I looked over to the other side of the desk where another passenger, an elegant Englishwoman was trying to choose between a copy of Eat Pray Love and Hello! Magazine.  Taking both would apparently take her over her weight limit.  Behind me the orange bib was darting across the crowds, currently explaining to a flustered father of three, carrying a baby in one arm and a bag of food in the other, that “he’d have to throw one of them away.”

No mercy: those that made a run for it were called back and cash was shed.  I was sure I could hear the spritely credit card machine “ping” like a cash register every five seconds after “making a sale” as the guilty passengers, oddly enough, pretty much all of them, were rounded into line to pay their penance for buying that bottle of whisky on offer in the terminal, as a present for grandpa.  I simply couldn’t resist asking the kind lady processing my credit card what she thought of all this.  Without looking up she calmly reeled off the tongue for the umpteenth time that day “Just doing my job madam, trying to make a living”.

Now this is fair enough but I, for one, was trying to protect my own hard earned living, and to give Ryanair a second chance.
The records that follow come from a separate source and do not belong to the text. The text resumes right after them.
impl PushPipeline {
    pub fn new(client: CalDavClient, store: Arc<dyn PendingStore>, options: PushOptions) -> Self {
        Self {
            client,
            store,
            options,
            conflicts: Vec::new(),
            next_id: 1,
            seeded: false,
        }
    }

    /// Currently parked conflicts.
    pub fn conflicts(&self) -> &[ConflictRecord] {
        &self.conflicts
    }

    async fn allocate_id(&mut self) -> DavResult<u64> {
        if !self.seeded {
            let max = self
                .store
                .list()
                .await?
                .iter()
                .map(|r| r.id)
                .max()
                .unwrap_or(0);
            self.next_id = max + 1;
            self.seeded = true;
        }
        let id = self.next_id;
        self.next_id += 1;
        Ok(id)
    }

    /// Queue a create for later push.
    pub async fn queue_create(&mut self, calendar_url: &str, event: Event) -> DavResult<()> {
        event.validate()?;
        build_event_url(calendar_url, &event.uid)?;
        self.enqueue(PendingOperation::Create {
            calendar_url: calendar_url.to_string(),
            event,
        })
        .await
    }

    /// Queue an update for later push. `etag` is the base version the edit
    /// was made against.
    pub async fn queue_update(
        &mut self,
        event: Event,
        href: &str,
        etag: Option<String>,
    ) -> DavResult<()> {
        event.validate()?;
        self.enqueue(PendingOperation::Update {
            event,
            href: href.to_string(),
            base_etag: etag,
        })
        .await
    }

    /// Queue a delete for later push.
    pub async fn queue_delete(
        &mut self,
        uid: &str,
        href: &str,
        etag: Option<String>,
    ) -> DavResult<()> {
        if uid.trim().is_empty() {
            return Err(DavError::Argument("delete needs a uid".into()));
        }
        self.enqueue(PendingOperation::Delete {
            uid: uid.to_string(),
            href: href.to_string(),
            base_etag: etag,
        })
        .await
    }

    /// Coalesce against the store, then persist.
    async fn enqueue(&mut self, op: PendingOperation) -> DavResult<()> {
        let records = self.store.list().await?;
        let prior = records
            .iter()
            .find(|r| r.op.uid() == op.uid() && !self.is_conflicted(r.id));

        match prior {
            Some(prior) => match coalesce(&prior.op, op) {
                CoalesceOutcome::ReplacePrior(merged) => {
                    let record = PendingRecord {
                        id: prior.id,
                        op: merged,
                        retries: 0,
                        last_error: None,
                        created_at: prior.created_at,
                    };
                    self.store.replace(prior.id, record).await
                }
                CoalesceOutcome::DropBoth => self.store.drop_record(prior.id).await,
                CoalesceOutcome::KeepPrior => Ok(()),
            },
            None => {
                let id = self.allocate_id().await?;
                self.store.append(PendingRecord::new(id, op)).await
            }
        }
    }

    fn is_conflicted(&self, id: u64) -> bool {
        self.conflicts.iter().any(|c| c.record.id == id)
    }

    /// Flush the queue in order. Conflicts are parked, transient failures
    /// stay queued with an incremented retry count, terminal failures are
    /// dropped.
    pub async fn push(&mut self) -> DavResult<PushReport> {
        let mut report = PushReport::default();
        let mut records = self.store.list().await?;
        records.sort_by_key(|r| r.id);

        for record in records {
            if self.is_conflicted(record.id) {
                continue;
            }

            let href = match target_href(&record.op) {
                Ok(href) => href,
                Err(err) => {
                    tracing::warn!(id = record.id, error = %err, "dropping malformed pending op");
                    self.store.drop_record(record.id).await?;
                    report.dropped += 1;
                    continue;
                }
            };

            match self.execute(&record.op).await {
                Ok(wrote) => {
                    self.store.remove(record.id).await?;
                    report.pushed += 1;
                    if wrote && self.client.quirks().post_write_read_retries > 0 {
                        match self.client.await_visibility(&href).await {
                            Ok(true) => {}
                            Ok(false) => {
                                tracing::debug!(href = %href, "write accepted but not yet visible");
                            }
                            Err(err) => {
                                tracing::debug!(href = %href, error = %err, "visibility probe errored");
                            }
                        }
                    }
                }
                Err(err) if err.is_conflict() => {
                    tracing::info!(id = record.id, href = %href, "precondition failed, parking conflict");
                    report.conflicts.push(record.id);
                    self.conflicts.push(ConflictRecord {
                        record,
                        href,
                        detected_at: Utc::now(),
                    });
                }
                Err(err) if err.is_not_found() => {
                    // The target vanished server-side. A delete has thereby
                    // succeeded; anything else has nothing left to act on.
                    if matches!(record.op, PendingOperation::Delete { .. }) {
                        self.store.remove(record.id).await?;
                        report.pushed += 1;
                    } else {
                        tracing::warn!(id = record.id, href = %href, "target gone, dropping pending op");
                        self.store.drop_record(record.id).await?;
                        report.dropped += 1;
                    }
                }
                Err(DavError::Argument(message)) => {
                    tracing::warn!(id = record.id, error = %message, "dropping invalid pending op");
                    self.store.drop_record(record.id).await?;
                    report.dropped += 1;
                }
                Err(err) if err.is_transient() => {
                    let retries = record.retries + 1;
                    if retries >= self.options.max_push_retries {
                        tracing::warn!(
                            id = record.id,
                            retries,
                            error = %err,
                            "retry budget exhausted, dropping pending op"
                        );
                        self.store.drop_record(record.id).await?;
                        report.dropped += 1;
                    } else {
                        let mut updated = record.clone();
                        updated.retries = retries;
                        updated.last_error = Some(err.to_string());
                        self.store.replace(record.id, updated).await?;
                        report.failed += 1;
                    }
                }
                Err(err) => {
                    // Auth and similar: keep the op queued and let the host
                    // intervene.
                    tracing::warn!(id = record.id, error = %err, "push failed, keeping op queued");
                    let mut updated = record.clone();
                    updated.last_error = Some(err.to_string());
                    self.store.replace(record.id, updated).await?;
                    report.failed += 1;
                }
            }
        }

        Ok(report)
    }

    /// Returns whether the op wrote a resource body (and thus may need a
    /// visibility confirmation).
    async fn execute(&self, op: &PendingOperation) -> DavResult<bool> {
        match op {
            PendingOperation::Create {
                calendar_url,
                event,
            } => {
                self.client.create_event(calendar_url, event).await?;
                Ok(true)
            }
            PendingOperation::Update {
                event,
                href,
                base_etag,
            } => {
                self.client
                    .update_event(href, event, base_etag.as_deref())
                    .await?;
                Ok(true)
            }
            PendingOperation::Delete {
                href, base_etag, ..
            } => {
                self.client
                    .delete_event(href, base_etag.as_deref())
                    .await?;
                Ok(false)
            }
        }
    }

    /// Resolve a parked conflict. On success the operation leaves both the
    /// conflict queue and the pending store; on error it stays parked.
    pub async fn resolve_conflict(
        &mut self,
        op_id: u64,
        strategy: ConflictStrategy<'_>,
        handler: &mut dyn SyncResultHandler,
    ) -> DavResult<ConflictOutcome> {
        let index = self
            .conflicts
            .iter()
            .position(|c| c.record.id == op_id)
            .ok_or_else(|| DavError::Argument(format!("no parked conflict with id {op_id}")))?;
        let conflict = self.conflicts[index].clone();
        let server = self.client.get_event(&conflict.href).await?;

        let outcome = match strategy {
            ConflictStrategy::ServerWins => {
                self.apply_server(&conflict, server.as_ref(), handler).await?
            }
            ConflictStrategy::LocalWins => self.replay_local(&conflict, server.as_ref()).await?,
            ConflictStrategy::NewestWins => {
                let local_stamp = conflict.record.op.event().and_then(Event::conflict_stamp);
                let server_stamp = server.as_ref().and_then(|s| s.event.conflict_stamp());
                let local_wins = match (local_stamp, server_stamp) {
                    (Some(local), Some(remote)) => local > remote,
                    (Some(_), None) => true,
                    _ => false,
                };
                if local_wins {
                    self.replay_local(&conflict, server.as_ref()).await?
                } else {
                    self.apply_server(&conflict, server.as_ref(), handler).await?
                }
            }
            ConflictStrategy::Manual(merger) => {
                let local = conflict.record.op.event().ok_or_else(|| {
                    DavError::Argument("manual merge needs a local event payload".into())
                })?;
                match server.as_ref() {
                    Some(remote) => {
                        let merged = merger(local, &remote.event);
                        merged.validate()?;
                        let etag = self
                            .client
                            .update_event(&conflict.href, &merged, remote.etag.as_deref())
                            .await?;
                        handler.upsert_event(&merged).await?;
                        if let Some(etag) = &etag {
                            handler
                                .record_etag(&merged.uid, &conflict.href, etag)
                                .await?;
                        }
                        ConflictOutcome::Merged { etag }
                    }
                    // Server copy vanished: nothing to merge with, the
                    // local payload stands.
                    None => self.replay_local(&conflict, None).await?,
                }
            }
        };

        self.store.remove(op_id).await?;
        self.conflicts.remove(index);
        Ok(outcome)
    }

    async fn apply_server(
        &self,
        conflict: &ConflictRecord,
        server: Option<&EventWithMetadata>,
        handler: &mut dyn SyncResultHandler,
    ) -> DavResult<ConflictOutcome> {
        match server {
            Some(remote) => {
                handler.upsert_event(&remote.event).await?;
                if let Some(etag) = &remote.etag {
                    handler
                        .record_etag(&remote.event.uid, &remote.href, etag)
                        .await?;
                }
            }
            None => {
                handler.delete_event(conflict.record.op.uid()).await?;
            }
        }
        Ok(ConflictOutcome::ServerApplied)
    }

    async fn replay_local(
        &self,
        conflict: &ConflictRecord,
        server: Option<&EventWithMetadata>,
    ) -> DavResult<ConflictOutcome> {
        let fresh_etag = server.and_then(|s| s.etag.clone());
        match &conflict.record.op {
            // The create conflicted because the resource exists; replay as
            // an overwrite against the fresh version.
            PendingOperation::Create { event, .. } => {
                let etag = self
                    .client
                    .update_event(&conflict.href, event, fresh_etag.as_deref())
                    .await?;
                Ok(ConflictOutcome::Replayed { etag })
            }
            PendingOperation::Update { event, href, .. } => {
                let etag = self
                    .client
                    .update_event(href, event, fresh_etag.as_deref())
                    .await?;
                Ok(ConflictOutcome::Replayed { etag })
            }
            PendingOperation::Delete { href, .. } => {
                self.client
                    .delete_event(href, fresh_etag.as_deref())
                    .await?;
                Ok(ConflictOutcome::Replayed { etag: None })
            }
        }
    }
}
I was then informed, again devoid of eye contact or any ounce of compassion, that “each airline is free to operate as they wish madam and it’s all written out very clearly in the booking terms and conditions…” I decided not to point out that by the time anyone reads the terms and conditions online, and returns to the booking screen they have “missed” their window and have to start all over again.  We ended up missing our own take-off slot because it took everyone too long to squeeze their bursting cases and spare children into the overhead lockers, but once we were on our way the staff were quick to entertain us with offers of glittering scratch cards where, amongst other prizes, we could win…a Ryanair flight.  Er…no thanks.

There was no trumpet on landing this time!

How comforting to discover that websites like www.ihateryanair.org exist!

Joëlle Edwards is an English event and wedding planner, working in exclusive venues across Italy. She recently moved to Florence from London, after having lived and worked in Switzerland, Palermo and Barcelona.